*Task brief*. Nothing in the records may be altered; repeat them exactly.

Stored items:
Start of Block

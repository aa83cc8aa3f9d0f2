//! Settings resolution and exit codes for the `chick-it` binary.

use crate::config::{ColorMode, Config, OutputFormat};
use crate::output::EvaluatedEgg;

pub const EXIT_SUCCESS: i32 = 0;
/// At least one measurement had an invalid score (or failed `--strict`).
pub const EXIT_DOMAIN: i32 = 1;
/// Batch file or interactive input could not be read.
pub const EXIT_INPUT: i32 = 2;
/// Results could not be rendered (JSON serialization failed).
pub const EXIT_OUTPUT: i32 = 3;
pub const EXIT_CONFIG: i32 = 4;

/// Pick the output format and color mode. CLI flags win over the config
/// file, which wins over the built-in defaults.
pub fn resolve_output(
    cli_format: Option<OutputFormat>,
    cli_color: Option<ColorMode>,
    config: &Config,
) -> (OutputFormat, ColorMode) {
    let format = cli_format.or(config.format).unwrap_or_default();
    let color = cli_color.or(config.color).unwrap_or_default();
    (format, color)
}

/// Exit code for a set of evaluated rows: domain error if any row failed.
pub fn exit_code(eggs: &[EvaluatedEgg]) -> i32 {
    if eggs.iter().any(|egg| egg.outcome.is_err()) {
        EXIT_DOMAIN
    } else {
        EXIT_SUCCESS
    }
}
use super::engine::Measurement;
use super::error::TestKind;
use super::grade::TestScore;

/// Check a batch of measurements before evaluating any of them.
/// Returns all validation errors at once (not just the first).
pub fn validate_measurements(measurements: &[Measurement]) -> Result<(), Vec<String>> {
    let mut errors = Vec::new();

    for (i, m) in measurements.iter().enumerate() {
        if !m.weight.is_finite() || m.weight <= 0.0 {
            errors.push(format!("measurements[{}].weight: must be positive", i));
        }

        for (test, value) in [
            (TestKind::Float, m.float_score),
            (TestKind::Candling, m.candle_score),
        ] {
            if let Err(e) = TestScore::from_real(value, test) {
                errors.push(format!(
                    "measurements[{}].{}: invalid '{}' - {}",
                    i,
                    test.field(),
                    value,
                    e
                ));
            }
        }
    }

    if errors.is_empty() {
        Ok(())
    } else {
        Err(errors)
    }
}

#[cfg(test)]
mod tests {
    use super::*;

    #[test]
    fn test_valid_batch() {
        let batch = vec![
            Measurement::new(55.0, 0.0, 0.0),
            Measurement::new(48.2, 2.0, 1.0),
        ];
        assert!(validate_measurements(&batch).is_ok());
    }

    #[test]
    fn test_empty_batch() {
        assert!(validate_measurements(&[]).is_ok());
    }

    #[test]
    fn test_invalid_float_score() {
        let batch = vec![Measurement::new(55.0, 3.0, 0.0)];
        let errors = validate_measurements(&batch).unwrap_err();
        assert_eq!(errors.len(), 1);
        assert_eq!(
            errors[0],
            "measurements[0].float_score: invalid '3' - Floating and Candling Scores must be 0, 1, or 2."
        );
    }

    #[test]
    fn test_invalid_candle_score_position() {
        let batch = vec![
            Measurement::new(55.0, 0.0, 0.0),
            Measurement::new(55.0, 0.0, 1.5),
        ];
        let errors = validate_measurements(&batch).unwrap_err();
        assert!(errors[0].starts_with("measurements[1].candle_score: invalid '1.5'"));
    }

    #[test]
    fn test_non_positive_weight() {
        let batch = vec![Measurement::new(0.0, 0.0, 0.0)];
        let errors = validate_measurements(&batch).unwrap_err();
        assert_eq!(errors[0], "measurements[0].weight: must be positive");

        let batch = vec![Measurement::new(f64::NAN, 0.0, 0.0)];
        assert!(validate_measurements(&batch).is_err());
    }

    #[test]
    fn test_collects_all_errors() {
        let batch = vec![
            Measurement::new(-1.0, 5.0, 0.0),  // Errors 1 and 2
            Measurement::new(55.0, 0.0, -2.0), // Error 3
        ];
        let errors = validate_measurements(&batch).unwrap_err();
        assert_eq!(errors.len(), 3);
    }
}
use anyhow::{Context, Result};
use atomic_write_file::AtomicWriteFile;
use std::io::Write;
use std::path::Path;
use tracing::info;

use super::schema::Config;

/// Write the starter config to `path`.
///
/// Refuses to replace an existing file unless `force` is set. Parent
/// directories are created, and the file is written atomically so a
/// failed write never leaves a truncated config behind.
pub fn write_default_config(path: &Path, force: bool) -> Result<()> {
    if path.exists() && !force {
        anyhow::bail!(
            "Config already exists at {}. Use --force to overwrite.",
            path.display()
        );
    }

    if let Some(parent) = path.parent() {
        std::fs::create_dir_all(parent)
            .with_context(|| format!("Failed to create directory {}", parent.display()))?;
    }

    let yaml = serde_saphyr::to_string(&Config::starter())
        .map_err(|e| anyhow::anyhow!("Failed to serialize config: {}", e))?;

    let mut file = AtomicWriteFile::open(path)
        .with_context(|| format!("Failed to open atomic write file at {}", path.display()))?;
    file.write_all(yaml.as_bytes())
        .with_context(|| format!("Failed to write config to {}", path.display()))?;
    file.commit().context("Failed to save config")?;

    info!(path = %path.display(), "wrote config");
    Ok(())
}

End of Block

*Completed exercise*.
repository aa83cc8aa3f9d0f2
//! Settings resolution and exit codes for the `chick-it` binary.

use crate::config::{ColorMode, Config, OutputFormat};
use crate::output::EvaluatedEgg;

pub const EXIT_SUCCESS: i32 = 0;
/// At least one measurement had an invalid score (or failed `--strict`).
pub const EXIT_DOMAIN: i32 = 1;
/// Batch file or interactive input could not be read.
pub const EXIT_INPUT: i32 = 2;
/// Results could not be rendered (JSON serialization failed).
pub const EXIT_OUTPUT: i32 = 3;
pub const EXIT_CONFIG: i32 = 4;

/// Pick the output format and color mode. CLI flags win over the config
/// file, which wins over the built-in defaults.
pub fn resolve_output(
    cli_format: Option<OutputFormat>,
    cli_color: Option<ColorMode>,
    config: &Config,
) -> (OutputFormat, ColorMode) {
    let format = cli_format.or(config.format).unwrap_or_default();
    let color = cli_color.or(config.color).unwrap_or_default();
    (format, color)
}

/// Exit code for a set of evaluated rows: domain error if any row failed.
pub fn exit_code(eggs: &[EvaluatedEgg]) -> i32 {
    if eggs.iter().any(|egg| egg.outcome.is_err()) {
        EXIT_DOMAIN
    } else {
        EXIT_SUCCESS
    }
}
use super::engine::Measurement;
use super::error::TestKind;
use super::grade::TestScore;

/// Check a batch of measurements before evaluating any of them.
/// Returns all validation errors at once (not just the first).
pub fn validate_measurements(measurements: &[Measurement]) -> Result<(), Vec<String>> {
    let mut errors = Vec::new();

    for (i, m) in measurements.iter().enumerate() {
        if !m.weight.is_finite() || m.weight <= 0.0 {
            errors.push(format!("measurements[{}].weight: must be positive", i));
        }

        for (test, value) in [
            (TestKind::Float, m.float_score),
            (TestKind::Candling, m.candle_score),
        ] {
            if let Err(e) = TestScore::from_real(value, test) {
                errors.push(format!(
                    "measurements[{}].{}: invalid '{}' - {}",
                    i,
                    test.field(),
                    value,
                    e
                ));
            }
        }
    }

    if errors.is_empty() {
        Ok(())
    } else {
        Err(errors)
    }
}

#[cfg(test)]
mod tests {
    use super::*;

    #[test]
    fn test_valid_batch() {
        let batch = vec![
            Measurement::new(55.0, 0.0, 0.0),
            Measurement::new(48.2, 2.0, 1.0),
        ];
        assert!(validate_measurements(&batch).is_ok());
    }

    #[test]
    fn test_empty_batch() {
        assert!(validate_measurements(&[]).is_ok());
    }

    #[test]
    fn test_invalid_float_score() {
        let batch = vec![Measurement::new(55.0, 3.0, 0.0)];
        let errors = validate_measurements(&batch).unwrap_err();
        assert_eq!(errors.len(), 1);
        assert_eq!(
            errors[0],
            "measurements[0].float_score: invalid '3' - Floating and Candling Scores must be 0, 1, or 2."
        );
    }

    #[test]
    fn test_invalid_candle_score_position() {
        let batch = vec![
            Measurement::new(55.0, 0.0, 0.0),
            Measurement::new(55.0, 0.0, 1.5),
        ];
        let errors = validate_measurements(&batch).unwrap_err();
        assert!(errors[0].starts_with("measurements[1].candle_score: invalid '1.5'"));
    }

    #[test]
    fn test_non_positive_weight() {
        let batch = vec![Measurement::new(0.0, 0.0, 0.0)];
        let errors = validate_measurements(&batch).unwrap_err();
        assert_eq!(errors[0], "measurements[0].weight: must be positive");

        let batch = vec![Measurement::new(f64::NAN, 0.0, 0.0)];
        assert!(validate_measurements(&batch).is_err());
    }

    #[test]
    fn test_collects_all_errors() {
        let batch = vec![
            Measurement::new(-1.0, 5.0, 0.0),  // Errors 1 and 2
            Measurement::new(55.0, 0.0, -2.0), // Error 3
        ];
        let errors = validate_measurements(&batch).unwrap_err();
        assert_eq!(errors.len(), 3);
    }
}
use anyhow::{Context, Result};
use atomic_write_file::AtomicWriteFile;
use std::io::Write;
use std::path::Path;
use tracing::info;

use super::schema::Config;

/// Write the starter config to `path`.
///
/// Refuses to replace an existing file unless `force` is set. Parent
/// directories are created, and the file is written atomically so a
/// failed write never leaves a truncated config behind.
pub fn write_default_config(path: &Path, force: bool) -> Result<()> {
    if path.exists() && !force {
        anyhow::bail!(
            "Config already exists at {}. Use --force to overwrite.",
            path.display()
        );
    }

    if let Some(parent) = path.parent() {
        std::fs::create_dir_all(parent)
            .with_context(|| format!("Failed to create directory {}", parent.display()))?;
    }

    let yaml = serde_saphyr::to_string(&Config::starter())
        .map_err(|e| anyhow::anyhow!("Failed to serialize config: {}", e))?;

    let mut file = AtomicWriteFile::open(path)
        .with_context(|| format!("Failed to open atomic write file at {}", path.display()))?;
    file.write_all(yaml.as_bytes())
        .with_context(|| format!("Failed to write config to {}", path.display()))?;
    file.commit().context("Failed to save config")?;

    info!(path = %path.display(), "wrote config");
    Ok(())
}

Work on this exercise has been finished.